Shine, Alone After The Setting Of The Sun
When I got home from the studio Annie was smashing crockery on the back step. I laid my guitar case down and watched my lover standing at the kitchen door, silvered by the 2am moonlight, dropping mugs and plates and breakfast bowls one at a time onto the concrete. From the living room, drifting jungle noises and David Attenborough’s sonorous murmur counterpointed the explosive shattering.
“Annie!” I yelled.
She turned and grinned breezily. “Hi, Lorna. You’re back. How was the session?”
I was amazed. When I left that morning, she hadn’t even seemed aware that I was going out.
“What are you doing?”
At least she had the grace to look abashed. “Oh, right. Bit of a guddle, yeah?” Then she actually beamed. “I’m getting back to work.”
I watched her as she crouched and began to sort through the mess of fragments. Such a transformation. Right up to that morning she had been so withdrawn, so tightly, bitterly wound, self-exiled to her own dark, curtains-drawn world, doing nothing except sleep and watch her nature videos; and now everything about her seemed to deny the last few months had happened. The brightness of her expression; the renewed energy in her step; the almost forgotten spark of drive in her eyes, replacing that smudged, haunted cast. All this spoke of some remarkable, but so welcome, return of normalcy, of the Annie I knew and loved and had wanted back for so long.
But... however much I wanted to believe this, however much I found myself grinning too, infected by whatever inspiration had sparked this shift of mood, I was equally fearful that it signified some darker, internalising twist of Annie’s psyche. I knew her too well.

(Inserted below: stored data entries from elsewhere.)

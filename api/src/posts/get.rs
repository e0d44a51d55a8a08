use std::collections::HashMap;

use axum::{
    Json,
    extract::{Path, Query, State},
    http::StatusCode,
};
use diesel::{dsl::count_star, prelude::*};
use diesel_async::{AsyncPgConnection, RunQueryDsl};
use serde::{Deserialize, Serialize};

use crate::{
    App,
    comments::CommentView,
    error::AppError,
    models::{comment::Comment, post::Post, user::Author},
    schema::{comments, posts, users, votes},
};

use super::PostView;

diesel::define_sql_function! {
    fn lower(x: diesel::sql_types::Text) -> diesel::sql_types::Text;
}

#[derive(Deserialize)]
pub struct ListQuery {
    board: Option<String>,
}

/// Newest scrolls first, optionally limited to one board. Board names match
/// case-insensitively.
pub async fn list_posts(
    State(ctx): State<App>,
    Query(q): Query<ListQuery>,
) -> Result<Json<Vec<PostView>>, AppError> {
    let mut conn = ctx.diesel.get().await?;

    let mut query = posts::table
        .inner_join(users::table)
        .select((Post::as_select(), Author::as_select()))
        .order((posts::created_at.desc(), posts::id.desc()))
        .into_boxed();

    let board = q.board.as_deref().map(str::trim).filter(|b| !b.is_empty());
    if let Some(board) = board {
        query = query.filter(lower(posts::board).eq(board.to_lowercase()));
    }

    let rows: Vec<(Post, Author)> = query.load(&mut conn).await?;

    tracing::debug!(?board, count = rows.len(), "listed scrolls");

    let counts = comment_counts(&mut conn, rows.iter().map(|(post, _)| post.id).collect()).await?;

    Ok(Json(
        rows.into_iter()
            .map(|(post, author)| {
                let count = counts.get(&post.id).copied().unwrap_or(0);
                PostView::new(post, author).with_comment_count(count)
            })
            .collect(),
    ))
}

async fn comment_counts(
    conn: &mut AsyncPgConnection,
    post_ids: Vec<i32>,
) -> QueryResult<HashMap<i32, i64>> {
    if post_ids.is_empty() {
        return Ok(HashMap::new());
    }

    Ok(comments::table
        .filter(comments::post_id.eq_any(post_ids))
        .group_by(comments::post_id)
        .select((comments::post_id, count_star()))
        .load::<(i32, i64)>(conn)
        .await?
        .into_iter()
        .collect())
}

#[derive(Deserialize)]
pub struct ViewerQuery {
    username: Option<String>,
}

#[derive(Serialize, Debug)]
pub struct PostDetail {
    post: PostView,

    /// The viewer's current vote: -1, 0 or 1
    user_vote: i32,
}

pub async fn get_post(
    State(ctx): State<App>,
    Path(id): Path<i32>,
    Query(q): Query<ViewerQuery>,
) -> Result<Json<PostDetail>, AppError> {
    let mut conn = ctx.diesel.get().await?;

    let (post, author) = posts::table
        .inner_join(users::table)
        .filter(posts::id.eq(id))
        .select((Post::as_select(), Author::as_select()))
        .first::<(Post, Author)>(&mut conn)
        .await
        .optional()?
        .ok_or(("Scroll not found", StatusCode::NOT_FOUND))?;

    // Creation order; readers rebuild the reply tree from parent ids
    let comments = comments::table
        .inner_join(users::table)
        .filter(comments::post_id.eq(id))
        .order(comments::id.asc())
        .select((Comment::as_select(), Author::as_select()))
        .load::<(Comment, Author)>(&mut conn)
        .await?
        .into_iter()
        .map(|(comment, author)| CommentView::new(comment, author))
        .collect();

    let user_vote = match q.username.as_deref().map(str::trim) {
        Some(username) if !username.is_empty() => votes::table
            .inner_join(users::table)
            .filter(users::username.eq(username))
            .filter(votes::post_id.eq(id))
            .select(votes::value)
            .first::<i32>(&mut conn)
            .await
            .optional()?
            .unwrap_or(0),
        _ => 0,
    };

    Ok(Json(PostDetail {
        post: PostView::new(post, author).with_comments(comments),
        user_vote,
    }))
}
use axum::{Json, extract::State, http::StatusCode};
use diesel::prelude::*;
use diesel_async::RunQueryDsl;
use serde::Deserialize;

use crate::{
    App,
    error::AppError,
    identity::{self, UnknownUser},
    models::post::{NewPost, Post},
    schema::posts,
};

use super::{
    DEFAULT_BOARD, MAX_BOARD_CHARS, MAX_CONTENT_CHARS, MAX_LINK_CHARS, MAX_TITLE_CHARS,
    PostView, trimmed_field,
};

#[axum::debug_handler]
pub async fn create_post(
    State(ctx): State<App>,
    crate::json::Json(submission): crate::json::Json<PostSubmission>,
) -> Result<(StatusCode, Json<PostView>), AppError> {
    let valid = submission
        .validate()
        .map_err(|e| (e, StatusCode::BAD_REQUEST))?;

    let mut conn = ctx.diesel.get().await?;

    let author = identity::resolve_actor(
        &mut conn,
        submission.username.as_deref(),
        UnknownUser::ActAsAnonymous,
    )
    .await?;

    let post = diesel::insert_into(posts::table)
        .values(&NewPost {
            title: valid.title,
            content: valid.content,
            board: valid.board,
            link: valid.link,
            author_id: author.id,
            created_at: chrono::Utc::now().naive_utc(),
        })
        .returning(Post::as_returning())
        .get_result(&mut conn)
        .await?;

    tracing::info!(
        post_id = post.id,
        board = %post.board,
        author = %author.username,
        "scroll scribed"
    );

    Ok((StatusCode::CREATED, Json(PostView::new(post, author))))
}

#[derive(Deserialize)]
pub struct PostSubmission {
    title: String,
    content: String,
    username: Option<String>,
    board: Option<String>,
    link: Option<String>,
}

#[derive(Debug, PartialEq)]
struct ValidPost {
    title: String,
    content: String,
    board: String,
    link: String,
}

impl PostSubmission {
    fn validate(&self) -> Result<ValidPost, &'static str> {
        const REQUIRED: &str = "Title and Content are required";

        let title =
            trimmed_field(&self.title, MAX_TITLE_CHARS, "Title too long")?.ok_or(REQUIRED)?;
        let content = trimmed_field(
            &self.content,
            MAX_CONTENT_CHARS,
            "Content too long (max 40000 characters)",
        )?
        .ok_or(REQUIRED)?;

        let board = trimmed_field(
            self.board.as_deref().unwrap_or_default(),
            MAX_BOARD_CHARS,
            "Board name too long",
        )?
        .unwrap_or_else(|| DEFAULT_BOARD.into());
        let link = trimmed_field(
            self.link.as_deref().unwrap_or_default(),
            MAX_LINK_CHARS,
            "Link too long",
        )?
        .unwrap_or_default();

        Ok(ValidPost {
            title,
            content,
            board,
            link,
        })
    }
}
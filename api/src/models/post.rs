use chrono::NaiveDateTime;
use diesel::prelude::*;

#[derive(Queryable, Selectable, Identifiable, Debug, Clone)]
#[diesel(table_name = crate::schema::posts)]
#[diesel(check_for_backend(diesel::pg::Pg))]
pub struct Post {
    pub id: i32,
    pub title: String,
    pub content: String,
    pub board: String,
    pub link: String,
    pub upvotes: i32,
    pub author_id: i32,
    pub created_at: NaiveDateTime,
}

#[derive(Insertable, Debug)]
#[diesel(table_name = crate::schema::posts)]
pub struct NewPost {
    pub title: String,
    pub content: String,
    pub board: String,
    pub link: String,
    pub author_id: i32,
    pub created_at: NaiveDateTime,
}

// `None` fields are left untouched by the update.
#[derive(AsChangeset, Debug, Default, PartialEq)]
#[diesel(table_name = crate::schema::posts)]
pub struct UpdatePost {
    pub title: Option<String>,
    pub content: Option<String>,
}

impl UpdatePost {
    pub fn is_empty(&self) -> bool {
        self.title.is_none() && self.content.is_none()
    }
}
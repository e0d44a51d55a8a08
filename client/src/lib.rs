//! Client side of the Citadel: a typed REST client, the comment thread
//! builder and the terminal renderer the `citadel` binary is built on.

pub mod api;
pub mod boards;
pub mod error;
pub mod models;
pub mod render;
pub mod session;
pub mod shell;
pub mod thread;
pub mod view;

pub use error::ClientError;

/// The identity of every caller without a session.
pub const ANONYMOUS: &str = "Anonymous";
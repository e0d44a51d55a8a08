use axum::{
    Json,
    extract::{Path, State},
    http::StatusCode,
};
use diesel::{
    helper_types::{Find, ForUpdate, Select},
    prelude::*,
};
use diesel_async::{AsyncConnection, RunQueryDsl};
use serde::{Deserialize, Serialize};

use crate::{
    App,
    error::AppError,
    identity::{self, UnknownUser},
    models::vote::{NewVote, Vote},
    schema::{posts, votes},
};

/// The effect of a vote request given the voter's existing vote.
#[derive(Debug, PartialEq)]
pub struct Tally {
    /// Change applied to the scroll's running upvote count.
    pub delta: i32,
    /// The voter's vote after the request, 0 when retracted.
    pub user_vote: i32,
}

/// Voting the same way twice retracts the vote, voting the other way flips it.
pub fn tally(existing: Option<i32>, requested: i32) -> Tally {
    match existing {
        None => Tally {
            delta: requested,
            user_vote: requested,
        },
        Some(v) if v == requested => Tally {
            delta: -v,
            user_vote: 0,
        },
        Some(v) => Tally {
            delta: requested - v,
            user_vote: requested,
        },
    }
}

/// Locks the scroll's row for the rest of the transaction. Votes on one
/// scroll are serialized by it, including first votes that have no row of
/// their own to lock yet.
fn lock_post(id: i32) -> ForUpdate<Select<Find<posts::table, i32>, posts::id>> {
    posts::table.find(id).select(posts::id).for_update()
}

#[derive(Deserialize)]
pub struct VoteSubmission {
    value: i32,
    username: Option<String>,
}

#[derive(Serialize, Debug)]
pub struct VoteResponse {
    upvotes: i32,
    user_vote: i32,
}

#[axum::debug_handler]
pub async fn vote_post(
    State(ctx): State<App>,
    Path(id): Path<i32>,
    crate::json::Json(submission): crate::json::Json<VoteSubmission>,
) -> Result<Json<VoteResponse>, AppError> {
    if submission.value != 1 && submission.value != -1 {
        return Err(("Vote value must be 1 or -1", StatusCode::BAD_REQUEST).into());
    }

    let mut conn = ctx.diesel.get().await?;

    let voter = identity::resolve_actor(
        &mut conn,
        submission.username.as_deref(),
        UnknownUser::Reject,
    )
    .await?;

    let requested = submission.value;
    let voter_id = voter.id;

    let outcome = conn
        .transaction(|conn| {
            Box::pin(async move {
                if lock_post(id).first::<i32>(conn).await.optional()?.is_none() {
                    return Ok(None);
                }

                let existing = votes::table
                    .filter(votes::user_id.eq(voter_id))
                    .filter(votes::post_id.eq(id))
                    .select(Vote::as_select())
                    .for_update()
                    .first::<Vote>(conn)
                    .await
                    .optional()?;

                let result = tally(existing.as_ref().map(|v| v.value), requested);

                match existing {
                    None => {
                        diesel::insert_into(votes::table)
                            .values(&NewVote {
                                user_id: voter_id,
                                post_id: id,
                                value: requested,
                                created_at: chrono::Utc::now().naive_utc(),
                            })
                            .execute(conn)
                            .await?;
                    }
                    Some(vote) if result.user_vote == 0 => {
                        diesel::delete(votes::table.find(vote.id))
                            .execute(conn)
                            .await?;
                    }
                    Some(vote) => {
                        diesel::update(votes::table.find(vote.id))
                            .set(votes::value.eq(requested))
                            .execute(conn)
                            .await?;
                    }
                }

                let upvotes = diesel::update(posts::table.find(id))
                    .set(posts::upvotes.eq(posts::upvotes + result.delta))
                    .returning(posts::upvotes)
                    .get_result::<i32>(conn)
                    .await?;

                Ok::<_, diesel::result::Error>(Some((upvotes, result.user_vote)))
            })
        })
        .await?;

    let Some((upvotes, user_vote)) = outcome else {
        return Err(("Scroll not found", StatusCode::NOT_FOUND).into());
    };

    tracing::debug!(post_id = id, voter = %voter.username, user_vote, "vote counted");

    Ok(Json(VoteResponse { upvotes, user_vote }))
}
use std::path::PathBuf;

use reqwest::StatusCode;

#[derive(Debug, thiserror::Error)]
pub enum ClientError {
    #[error("http request failed: {0}")]
    Http(#[from] reqwest::Error),

    /// A non-success response. `message` is the server's `error` field when
    /// it sent one.
    #[error("{message} ({status})")]
    Api { status: StatusCode, message: String },

    #[error("invalid host `{0}`: expected an http:// or https:// URL")]
    InvalidHost(String),

    #[error("could not access session file {}: {source}", path.display())]
    Session {
        path: PathBuf,
        #[source]
        source: std::io::Error,
    },

    #[error("could not read input: {0}")]
    Input(#[from] std::io::Error),

    #[error("no home directory to keep the session in; pass --session-file")]
    NoHome,

    #[error("invalid JSON payload: {0}")]
    Json(#[from] serde_json::Error),
}

impl ClientError {
    pub fn status(&self) -> Option<StatusCode> {
        match self {
            ClientError::Api { status, .. } => Some(*status),
            ClientError::Http(e) => e.status(),
            _ => None,
        }
    }
}
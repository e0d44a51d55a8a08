use std::path::PathBuf;

use clap::{Parser, Subcommand, ValueEnum};

use citadel_client::{boards::DEFAULT_BOARD, models::VoteDirection};

#[derive(Parser, Debug)]
#[command(name = "citadel", about = "Read and scribe on the boards of the Citadel")]
pub struct Cli {
    #[arg(long, env = "CITADEL_HOST", default_value = "http://localhost:8080")]
    pub host: String,

    /// Where the logged-in username is kept. Defaults to ~/.citadel_user.json
    #[arg(long, env = "CITADEL_SESSION_FILE")]
    pub session_file: Option<PathBuf>,

    #[arg(long, default_value_t = false)]
    pub no_color: bool,

    #[command(subcommand)]
    pub command: Command,
}

#[derive(Subcommand, Debug)]
pub enum Command {
    /// List the boards of the library
    Boards,
    /// List scrolls, newest first
    Posts {
        #[arg(long)]
        board: Option<String>,
    },
    /// Print a scroll with its marks
    Show {
        id: i32,
        /// Indent replies by their true depth
        #[arg(long, default_value_t = false)]
        deep_indent: bool,
    },
    /// Open a scroll in the interactive thread view
    Open {
        id: i32,
        #[arg(long, default_value_t = false)]
        deep_indent: bool,
    },
    /// Scribe a new scroll
    Post {
        #[arg(long)]
        title: String,
        #[arg(long)]
        content: String,
        #[arg(long, default_value = DEFAULT_BOARD)]
        board: String,
        #[arg(long, default_value = "")]
        link: String,
    },
    /// Rewrite the title and/or content of your scroll
    Rewrite {
        id: i32,
        #[arg(long, default_value = "")]
        title: String,
        #[arg(long, default_value = "")]
        content: String,
    },
    /// Burn your scroll with all its marks
    Burn { id: i32 },
    /// Vote on a scroll. Voting the same way again retracts the vote
    Vote {
        id: i32,
        #[arg(value_enum)]
        direction: Direction,
    },
    /// Leave a mark on a scroll
    Comment {
        post_id: i32,
        content: String,
        /// The mark being replied to
        #[arg(long)]
        parent: Option<i32>,
    },
    /// Change the content of your mark
    Amend { id: i32, content: String },
    /// Erase your mark
    Erase { id: i32 },
    /// Create an account and log in with it
    Register {
        username: String,
        #[arg(long, env = "CITADEL_PASSWORD")]
        password: String,
    },
    Login {
        username: String,
        #[arg(long, env = "CITADEL_PASSWORD")]
        password: String,
    },
    Logout,
    /// Print the identity requests are made under
    Whoami,
    /// Check that the backend is up
    Ping,
}

#[derive(ValueEnum, Clone, Copy, Debug, PartialEq, Eq)]
pub enum Direction {
    Up,
    Down,
}

impl From<Direction> for VoteDirection {
    fn from(d: Direction) -> Self {
        match d {
            Direction::Up => VoteDirection::Up,
            Direction::Down => VoteDirection::Down,
        }
    }
}
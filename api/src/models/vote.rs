use chrono::NaiveDateTime;
use diesel::prelude::*;

#[derive(Queryable, Selectable, Identifiable, Debug, Clone)]
#[diesel(table_name = crate::schema::votes)]
#[diesel(check_for_backend(diesel::pg::Pg))]
pub struct Vote {
    pub id: i32,
    pub value: i32,
}

#[derive(Insertable, Debug)]
#[diesel(table_name = crate::schema::votes)]
pub struct NewVote {
    pub user_id: i32,
    pub post_id: i32,
    pub value: i32,
    pub created_at: NaiveDateTime,
}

Right at that moment, though, I was tired and my head was too full of the day’s jingles to tackle the problem. I mumbled something like okay then, and went to run myself a bath.
~
Annie was sitting on the step, carefully breaking up the larger pieces with pliers. I came to stand behind her, feeling soft and renewed. Without turning, she said, “You smell of apples.”
I ran my fingers through thick strands of damp hair. “I borrowed your shampoo. Sorry.”
She gave me no sign, and I could read nothing in the curve of her spine under her thin, stretched Greenpeace t-shirt as she bent over her work, so I took a chance. Slowly, braced for rejection, I lowered myself to the floor behind her, wrapping my arms and legs around, resting my head on a shoulder, breathing in warm body scent, relishing the proximity. And Annie responded, laying down her pliers, leaning back and relaxing into my embrace. We sat like that in a silence I was powerless to break until the weight of questions finally forced words from my lips.
“How are you?” Weak, insipid, open to as non-committal a reply as you could get. At first it seemed that Annie was not going to give even that, but then she spoke.
“I’m all right I suppose. I wake up every morning hating myself for bringing a child into this world and go to sleep hating myself double for not being able to do anything to make it better.”
Straight to the point; and it told me that not everything had changed. Annie had been running this conviction around since she discovered she was pregnant, digging it deeper, etching out the grooves of it in her mind. How many times had I tried to reason her out of this and met with violent rejection, or with that blank silence, so intense, which I found even scarier? That was before. Maybe now she would listen. My fingers described light, calming circles on her brow as I searched for some new combination of words that would convince her.
“The world’s not all so terrible, you know.” I said it lightly, but Annie twisted round fast, fixing me with a hot stare that dried everything I was going to say to dust in my mouth. Her stare softened, her eyes brimming and spilling twin tracks down her cheeks as she reached up to shush me with one finger, one shake of the head. I felt the tension drain from her, and her body sagged against me, head resting this time on my shoulder. My fingers resumed their tiny movements at her brow and in her thick hair. Quietly, into my chest, she said,
“All I wish is that we could have our own little corner where everything is good and safe and just right for us.”
“People like you make the world better, Annie.” It was feeble but Annie seemed to take a measure of comfort from it, cuddled in a little closer, squeezed my arm lightly. I was grateful for that at least. I didn’t even mind the heavy press of her belly against my leg. Presently a growing coolness in the air set us both shivering and I coaxed her to stand and come inside, asking, “What are you doing out here anyway?” For the third time that night, she smiled, and that one was genuine, one hundred per cent Annie.
“I have to make a mosaic. For the baby.”